Se hace necesario rediseñar algunos procedimientos y protocolos judiciales y penitenciarios. Para minimizar o evitar el riesgo de victimización o retraumatización emocional en las víctimas, para adaptar los procedimientos, en la medida de lo posible, a las necesidades emocionales de las víctimas (por ejemplo, evitando la repetición de las declaraciones) y para dotar de un mayor peso a los informes de los profesionales de la salud mental que pueden emitir un dictamen ajustado acerca del pronóstico de reinserción de los agresores.
Faltan medios para el tratamiento de los delincuentes sexuales y medios y formación a los profesionales que directa o indirectamente están en contacto tanto con los autores como con las víctimas de violencia sexual. Y esto no es una crítica ni al sistema judicial ni al sistema policial ni mucho menos al sistema sanitario.

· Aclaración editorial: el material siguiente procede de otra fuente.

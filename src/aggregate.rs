use crate::progress::{percent, throughput};
use crate::types::{duration_secs, ProbeOutcome, RunReport, RunStatistics, Target};
use serde::{Deserialize, Serialize};
use std::time::Duration;

/// Latency spread over the reachable targets of a run.
#[derive(Serialize, Deserialize, Debug, Clone, PartialEq)]
pub struct LatencyStats {
    pub min_ms: f64,
    pub max_ms: f64,
    pub mean_ms: f64,
    pub fastest: Target,
    pub slowest: Target,
}

#[derive(Serialize, Deserialize, Debug, Clone, PartialEq, Default)]
pub struct SummaryStats {
    pub total: u64,
    pub succeeded: u64,
    pub failed: u64,
    pub skipped: u64,
    /// Percentage of `total` that was reachable.
    pub success_rate: f64,
    #[serde(with = "duration_secs")]
    pub elapsed: Duration,
    /// Targets per second over the whole run.
    pub throughput: f64,
    pub cancelled: bool,
    pub started_at: String,
    pub latency: Option<LatencyStats>,
}

/// Reachable targets in final order plus the numbers that describe the run.
#[derive(Serialize, Deserialize, Debug, Clone, PartialEq, Default)]
pub struct Aggregate {
    pub summary: SummaryStats,
    pub sorted: Vec<ProbeOutcome>,
}

/// Keep the successes, order them by latency (input order on ties), and summarise.
///
/// Pure: identical inputs always give identical output.
pub fn aggregate(outcomes: &[ProbeOutcome], stats: &RunStatistics) -> Aggregate {
    let mut sorted: Vec<ProbeOutcome> = outcomes.iter().filter(|o| o.success).cloned().collect();
    sorted.sort_by(|a, b| {
        a.latency_ms
            .total_cmp(&b.latency_ms)
            .then(a.index.cmp(&b.index))
    });

    let latency = match (sorted.first(), sorted.last()) {
        (Some(fastest), Some(slowest)) => {
            let sum: f64 = sorted.iter().map(|o| o.latency_ms).sum();
            Some(LatencyStats {
                min_ms: fastest.latency_ms,
                max_ms: slowest.latency_ms,
                mean_ms: sum / sorted.len() as f64,
                fastest: fastest.target.clone(),
                slowest: slowest.target.clone(),
            })
        }
        _ => None,
    };

    let summary = SummaryStats {
        total: stats.total,
        succeeded: stats.succeeded,
        failed: stats.failed,
        skipped: stats.skipped,
        success_rate: percent(stats.succeeded, stats.total),
        elapsed: stats.elapsed,
        throughput: if stats.elapsed.is_zero() {
            0.0
        } else {
            throughput(stats.total, stats.elapsed)
        },
        cancelled: stats.cancelled,
        started_at: stats.started_at.clone(),
        latency,
    };

    Aggregate { summary, sorted }
}

pub fn aggregate_report(report: &RunReport) -> Aggregate {
    aggregate(&report.outcomes, &report.stats)
}
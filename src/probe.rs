use crate::types::{ProbeOutcome, ProtocolKind, Target};
use async_trait::async_trait;
use std::net::SocketAddr;
use std::time::Duration;
use thiserror::Error;
use tokio::net::{lookup_host, TcpStream};
use tokio::time::{self, Instant};

/// Why a single probe did not produce a reachable endpoint.
#[derive(Debug, Error)]
pub enum ProbeError {
    #[error("timed out after {0:?}")]
    Timeout(Duration),

    #[error("failed to resolve {host}: {source}")]
    Resolve {
        host: String,
        #[source]
        source: std::io::Error,
    },

    #[error("no addresses found for {0}")]
    NoAddress(String),

    #[error("connect to {addr} failed: {source}")]
    Connect {
        addr: SocketAddr,
        #[source]
        source: std::io::Error,
    },

    #[error("malformed target: {0}")]
    Malformed(String),

    #[error("probe panicked: {0}")]
    Panicked(String),
}

/// Guess the protocol spoken on a reachable port.
pub fn classify_port(port: u16) -> ProtocolKind {
    match port {
        80 | 8080 | 3128 | 8888 => ProtocolKind::Http,
        443 | 8443 => ProtocolKind::Https,
        1080 | 1081 => ProtocolKind::Socks,
        _ => ProtocolKind::Unknown,
    }
}

/// A single-target reachability check.
///
/// Implementations must be cheap to share across workers; the scheduler holds one
/// instance behind an `Arc` and calls it from every worker task.
#[async_trait]
pub trait Prober: Send + Sync + 'static {
    /// Returns the connect latency on success.
    async fn probe(&self, target: &Target) -> Result<Duration, ProbeError>;

    fn classify(&self, target: &Target) -> ProtocolKind {
        classify_port(target.port)
    }
}

/// Plain TCP connect prober.
#[derive(Debug, Clone, Copy)]
pub struct TcpProber {
    pub timeout: Duration,
}

impl TcpProber {
    pub fn new(timeout: Duration) -> Self {
        Self { timeout }
    }
}

#[async_trait]
impl Prober for TcpProber {
    async fn probe(&self, target: &Target) -> Result<Duration, ProbeError> {
        probe_target(target, self.timeout).await
    }
}

/// Open one TCP connection to `target`, bounded by `timeout` (resolution included).
///
/// The stream is dropped before returning, so the socket is closed on every path.
/// When the timeout fires the pending connect future is dropped, which also closes
/// the half-open socket.
pub async fn probe_target(target: &Target, timeout: Duration) -> Result<Duration, ProbeError> {
    if target.host.is_empty() || target.port == 0 {
        return Err(ProbeError::Malformed(target.to_string()));
    }

    let start = Instant::now();
    match time::timeout(timeout, connect(target)).await {
        Ok(Ok(stream)) => {
            let latency = start.elapsed();
            drop(stream);
            Ok(latency)
        }
        Ok(Err(e)) => Err(e),
        Err(_) => Err(ProbeError::Timeout(timeout)),
    }
}

/// Probe and fold the result into an outcome. Never fails.
pub async fn probe(target: &Target, index: usize, timeout: Duration) -> ProbeOutcome {
    match probe_target(target, timeout).await {
        Ok(latency) => {
            ProbeOutcome::succeeded(target.clone(), index, latency, classify_port(target.port))
        }
        Err(_) => ProbeOutcome::failed(target.clone(), index),
    }
}

async fn connect(target: &Target) -> Result<TcpStream, ProbeError> {
    let addrs = lookup_host((target.host.as_str(), target.port))
        .await
        .map_err(|source| ProbeError::Resolve {
            host: target.host.clone(),
            source,
        })?;

    let mut last_err = None;
    for addr in addrs {
        match TcpStream::connect(addr).await {
            Ok(stream) => return Ok(stream),
            Err(source) => last_err = Some(ProbeError::Connect { addr, source }),
        }
    }
    Err(last_err.unwrap_or_else(|| ProbeError::NoAddress(target.host.clone())))
}
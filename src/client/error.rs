//! Error types for the homework API and Telegram clients

use compact_str::CompactString;
use reqwest::StatusCode;
use thiserror::Error;

pub type Result<T> = std::result::Result<T, ClientError>;

#[derive(Debug, Error)]
pub enum ClientError {
    /// Transport-level failure: connection refused, timeout, DNS and the like
    #[error("Failed to reach the API endpoint: {0}")]
    Request(#[source] reqwest::Error),

    /// Upstream answered with a non-2xx status
    #[error("API responded with unexpected status")]
    Response { status: StatusCode },

    #[error("API response is not valid JSON: {0}")]
    Decode(#[source] serde_json::Error),

    #[error("Failed to deliver message: {0}")]
    Delivery(CompactString),

    /// HTTP client could not be constructed
    #[error("HTTP client error: {0}")]
    Http(#[source] reqwest::Error),

    #[error("Invalid configuration: {field}: {message}")]
    ConfigValidation {
        field: CompactString,
        message: CompactString,
    },
}

impl ClientError {
    pub fn config_validation(
        field: impl Into<CompactString>,
        message: impl Into<CompactString>,
    ) -> Self {
        Self::ConfigValidation { field: field.into(), message: message.into() }
    }

    pub fn delivery(message: impl Into<CompactString>) -> Self {
        Self::Delivery(message.into())
    }

    /// Status code of a rejected response, if any
    pub fn status(&self) -> Option<StatusCode> {
        match self {
            Self::Response { status } => Some(*status),
            Self::Request(e) | Self::Http(e) => e.status(),
            _ => None,
        }
    }
}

Es un reclamo que médicos, enfermeros, psicólogos, trabajadores sociales, funcionarios judiciales, abogados y hasta jueces y fiscales han hecho público en más de una ocasión, aunque quizá de manera excesivamente tibia por parte de algunos de estos colectivos. Falta formación especializada como también faltan medios para lograr una serie de hitos que son imprescindibles:
Son muchos los frentes abiertos, pero también están bien identificadas y contrastadas cuáles son las líneas a seguir para acabar con la lacra de la violencia sexual, desde el acoso hasta la violación. Sí, faltan medios, como siempre se dice, pero en este caso disponer o no de los medios parece más bien una cuestión de voluntad.